CLINTON, N.Y. — Amelia Denney, a junior at Hamilton College, co-authored a paper with Hamilton Visiting Assistant Professor of Psychology Azriel Grysman. The article “Gender, experimenter gender and medium of report influence the content of autobiographical memory report” recently was published in the Journal Memory (http://www.tandfonline.com), according to a news release from the college. It reported the results of a study in which they examined the role of context in autobiographical memory narratives, specifically as it pertains to gender among emerging adults.

In the study, male and female participants were asked to report stressful events in their lives to an experimenter. Two context manipulations were used: the report method — verbal or typed, and the gender of the experimenter.

Among the results, Grysman and Denney found that when verbally reporting to women, men’s narratives were longer than for other any other context. They also noted that women’s narrative length did not vary by medium of report or conversational partner, but women used proportionally fewer internal state phrases when verbally reporting to men than when reporting to women.

Grysman and Denney concluded that their findings highlight the importance of methodological influences in autobiographical memory studies, in regard to both the context generated by experimental methods, and how gender differences are understood.

Denney, a Hispanic studies and neuroscience major at Hamilton, is a graduate of Waterville High School and the daughter of Martha Denney of Haverford, Pennsylvania, and Waterville, Maine, and Ewan Good, of Farmington, Maine.

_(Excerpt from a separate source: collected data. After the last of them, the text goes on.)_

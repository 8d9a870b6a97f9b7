//! Error types for Pixup.
//!
//! Uses thiserror for structured errors with context. Every error raised by
//! the pipeline is local to the one image being processed; the batch and
//! watch layers record it and move on to the next file.

use std::path::PathBuf;
use thiserror::Error;

/// Top-level error type for Pixup.
///
/// This enum encompasses all error categories and enables automatic
/// conversion between specific error types.
#[derive(Error, Debug)]
pub enum PixupError {
    #[error("Upscale error: {0}")]
    Upscale(#[from] UpscaleError),

    #[error("Configuration error: {0}")]
    Config(#[from] ConfigError),

    #[error("I/O error: {0}")]
    Io(#[from] std::io::Error),

    #[error("Failed to scan {path}: {error}")]
    Scan { path: PathBuf, error: String },

    #[error("Invalid file pattern '{pattern}': {error}")]
    Pattern { pattern: String, error: String },

    #[error("Serialization error: {0}")]
    Serialization(#[from] serde_json::Error),
}

/// Errors raised while turning one source image into an upscaled one.
#[derive(Error, Debug)]
pub enum UpscaleError {
    #[error("Unsupported image format: {0}")]
    UnsupportedFormat(String),

    #[error("Failed to decode image: {0}")]
    DecodeFailure(String),

    #[error("Cannot allocate a {width}x{height} raster")]
    AllocationFailure { width: u64, height: u64 },

    #[error("Invalid scale factor {0}: must be a positive integer")]
    InvalidScaleFactor(u32),

    #[error("Invalid raster dimensions {width}x{height}")]
    InvalidDimensions { width: u32, height: u32 },

    #[error("Failed to encode image: {0}")]
    EncodeFailure(String),

    #[error("I/O error: {0}")]
    Io(#[from] std::io::Error),
}

/// Errors from loading or validating configuration.
#[derive(Error, Debug)]
pub enum ConfigError {
    #[error("Failed to read config file {path}: {error}")]
    Read { path: PathBuf, error: std::io::Error },

    #[error("Failed to parse config: {0}")]
    Parse(#[from] toml::de::Error),

    #[error("Failed to render config: {0}")]
    Render(#[from] toml::ser::Error),

    #[error("Invalid value for '{field}': {reason}")]
    Invalid { field: String, reason: String },
}

impl PixupError {
    /// Get suggestion for fixing this error.
    pub fn suggested_fix(&self) -> Option<String> {
        match self {
            PixupError::Config(e) => e.suggested_fix(),
            PixupError::Upscale(UpscaleError::UnsupportedFormat(_)) => {
                Some("Supported formats are PNG, JPEG and GIF".to_string())
            }
            PixupError::Scan { path, .. } => {
                Some(format!("Create '{}' or point --input elsewhere", path.display()))
            }
            _ => None,
        }
    }
}

impl UpscaleError {
    /// Whether the failure came from the input bytes rather than from
    /// processing or the environment.
    pub fn is_input_error(&self) -> bool {
        matches!(
            self,
            UpscaleError::UnsupportedFormat(_)
                | UpscaleError::DecodeFailure(_)
                | UpscaleError::InvalidDimensions { .. }
        )
    }
}

impl ConfigError {
    pub(crate) fn invalid(field: &str, reason: impl Into<String>) -> Self {
        ConfigError::Invalid {
            field: field.to_string(),
            reason: reason.into(),
        }
    }

    /// Get suggestion for fixing this error.
    pub fn suggested_fix(&self) -> Option<String> {
        match self {
            ConfigError::Read { path, .. } => {
                Some(format!("Check that the file '{}' exists", path.display()))
            }
            ConfigError::Invalid { field, .. } => {
                Some(format!("Adjust '{}' in the config file or on the command line", field))
            }
            _ => None,
        }
    }
}

/// Result type alias for Pixup operations.
pub type PixupResult<T> = Result<T, PixupError>;

/// Result type alias for pipeline operations.
pub type UpscaleResult<T> = Result<T, UpscaleError>;
//! Colour blending: soften sharpened output by mixing it with a smoothed
//! copy of itself.

use crate::core::error::UpscaleResult;
use crate::core::types::{Raster, ALPHA_TRANSPARENT};
use crate::filters::kernel::Kernel;
use image::{Rgba, RgbaImage};

/// Share of the sharpened value kept by the opaque blender.
pub const OPAQUE_KEEP: f32 = 0.6;

/// Share of the original value kept by the alpha-aware blender.
pub const ALPHA_KEEP: f32 = 0.7;

/// Blur a copy with [`Kernel::GAUSSIAN`] and mix it back in:
/// `round(0.6 * enhanced + 0.4 * blurred)` per colour channel.
pub fn soften(raster: &mut Raster) -> UpscaleResult<()> {
    let blurred = Kernel::GAUSSIAN.convolve(raster.image());
    for (pixel, smooth) in raster.image_mut().pixels_mut().zip(blurred.pixels()) {
        for c in 0..3 {
            pixel[c] = mix(pixel[c], smooth[c] as f32, OPAQUE_KEEP);
        }
    }
    Ok(())
}

/// Alpha-aware softening.
///
/// Each visible pixel is mixed 70/30 with the mean colour of the visible
/// pixels in its clipped 3x3 neighbourhood. Averages are computed from the
/// untouched source into a working copy, then merged back so that later
/// pixels never see already-blended neighbours. Fully transparent pixels are
/// neither read nor written, and every pixel keeps its original alpha.
pub fn soften_preserving_alpha(raster: &mut Raster) -> UpscaleResult<()> {
    let mut working = raster.try_clone_image()?;
    let source = raster.image();
    let (width, height) = source.dimensions();

    for y in 0..height {
        for x in 0..width {
            let original = *source.get_pixel(x, y);
            if original[3] == ALPHA_TRANSPARENT {
                continue;
            }
            let Some(mean) = visible_mean(source, x, y) else {
                continue;
            };
            working.put_pixel(
                x,
                y,
                Rgba([
                    mix(original[0], mean[0], ALPHA_KEEP),
                    mix(original[1], mean[1], ALPHA_KEEP),
                    mix(original[2], mean[2], ALPHA_KEEP),
                    original[3],
                ]),
            );
        }
    }

    for (pixel, blended) in raster.image_mut().pixels_mut().zip(working.pixels()) {
        if pixel[3] == ALPHA_TRANSPARENT {
            continue;
        }
        pixel[0] = blended[0];
        pixel[1] = blended[1];
        pixel[2] = blended[2];
    }
    Ok(())
}

/// Mean colour of the non-transparent pixels in the 3x3 block around
/// `(x, y)`, clipped at the image edges. `None` when none are visible.
fn visible_mean(image: &RgbaImage, x: u32, y: u32) -> Option<[f32; 3]> {
    let (width, height) = image.dimensions();
    let mut sums = [0u32; 3];
    let mut count = 0u32;

    for ny in y.saturating_sub(1)..=(y + 1).min(height - 1) {
        for nx in x.saturating_sub(1)..=(x + 1).min(width - 1) {
            let neighbor = image.get_pixel(nx, ny);
            if neighbor[3] == ALPHA_TRANSPARENT {
                continue;
            }
            for c in 0..3 {
                sums[c] += neighbor[c] as u32;
            }
            count += 1;
        }
    }

    if count == 0 {
        return None;
    }
    Some(sums.map(|s| s as f32 / count as f32))
}

/// `round(keep * original + (1 - keep) * other)`, saturated to a channel.
fn mix(original: u8, other: f32, keep: f32) -> u8 {
    (original as f32 * keep + other * (1.0 - keep))
        .round()
        .clamp(0.0, 255.0) as u8
}

#[cfg(test)]
mod tests {
    use super::*;
    use crate::core::types::PixelFormat;

    #[test]
    fn test_mix_rounds_to_nearest() {
        assert_eq!(mix(100, 0.0, 0.6), 60);
        assert_eq!(mix(101, 0.0, 0.7), 71); // 70.7
        assert_eq!(mix(255, 255.0, 0.7), 255);
        assert_eq!(mix(0, 0.0, 0.6), 0);
    }

    #[test]
    fn test_soften_uniform_unchanged() {
        let mut raster = Raster::filled(3, 3, PixelFormat::Rgb, Rgba([80, 160, 240, 255])).unwrap();
        let before = raster.clone();
        soften(&mut raster).unwrap();
        assert_eq!(raster, before);
    }

    #[test]
    fn test_soften_mixes_blur() {
        let mut raster = Raster::filled(3, 3, PixelFormat::Rgb, Rgba([0, 0, 0, 255])).unwrap();
        raster.put_pixel(1, 1, Rgba([160, 160, 160, 255]));
        soften(&mut raster).unwrap();
        // blurred centre = 4 * 160 / 16 = 40; 0.6 * 160 + 0.4 * 40 = 112
        assert_eq!(raster.get_pixel(1, 1), Rgba([112, 112, 112, 255]));
        // blurred corner = 160 / 16 = 10; 0.4 * 10 = 4
        assert_eq!(raster.get_pixel(0, 0), Rgba([4, 4, 4, 255]));
    }

    #[test]
    fn test_alpha_blend_ignores_transparent_neighbours() {
        // A visible pixel surrounded by bright but fully transparent pixels.
        let mut raster = Raster::filled(3, 3, PixelFormat::Rgba, Rgba([255, 255, 255, 0])).unwrap();
        raster.put_pixel(1, 1, Rgba([40, 40, 40, 200]));
        soften_preserving_alpha(&mut raster).unwrap();
        assert_eq!(raster.get_pixel(1, 1), Rgba([40, 40, 40, 200]));
        for (x, y, p) in raster.image().enumerate_pixels() {
            if (x, y) != (1, 1) {
                assert_eq!(*p, Rgba([255, 255, 255, 0]));
            }
        }
    }

    #[test]
    fn test_alpha_blend_uses_source_not_partial_results() {
        let mut raster = Raster::from_fn(3, 1, PixelFormat::Rgba, |x, _| match x {
            0 => Rgba([0, 0, 0, 255]),
            1 => Rgba([100, 100, 100, 128]),
            _ => Rgba([200, 200, 200, 255]),
        })
        .unwrap();
        soften_preserving_alpha(&mut raster).unwrap();
        // x=0: mean(0, 100) = 50 -> 0.3 * 50 = 15
        assert_eq!(raster.get_pixel(0, 0), Rgba([15, 15, 15, 255]));
        // x=1: mean(0, 100, 200) = 100 -> 100
        assert_eq!(raster.get_pixel(1, 0), Rgba([100, 100, 100, 128]));
        // x=2: mean(100, 200) = 150 -> 140 + 45 = 185
        assert_eq!(raster.get_pixel(2, 0), Rgba([185, 185, 185, 255]));
    }

    #[test]
    fn test_alpha_blend_all_transparent_unchanged() {
        let mut raster = Raster::from_fn(4, 4, PixelFormat::Rgba, |x, y| {
            Rgba([(x * 50) as u8, (y * 50) as u8, 99, 0])
        })
        .unwrap();
        let before = raster.clone();
        soften_preserving_alpha(&mut raster).unwrap();
        assert_eq!(raster, before);
    }
}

Hamilton College is a selective residential college offering a rigorous liberal arts curriculum. Students are challenged to think, write and speak critically, creatively and analytically, so that upon graduation they may distinguish themselves in both their professions and their communities.

Memory publishes high quality papers in all areas of memory research, including experimental studies of memory (including laboratory-based research, everyday memory studies, and applied memory research), developmental, educational, neuropsychological, clinical and social research on memory.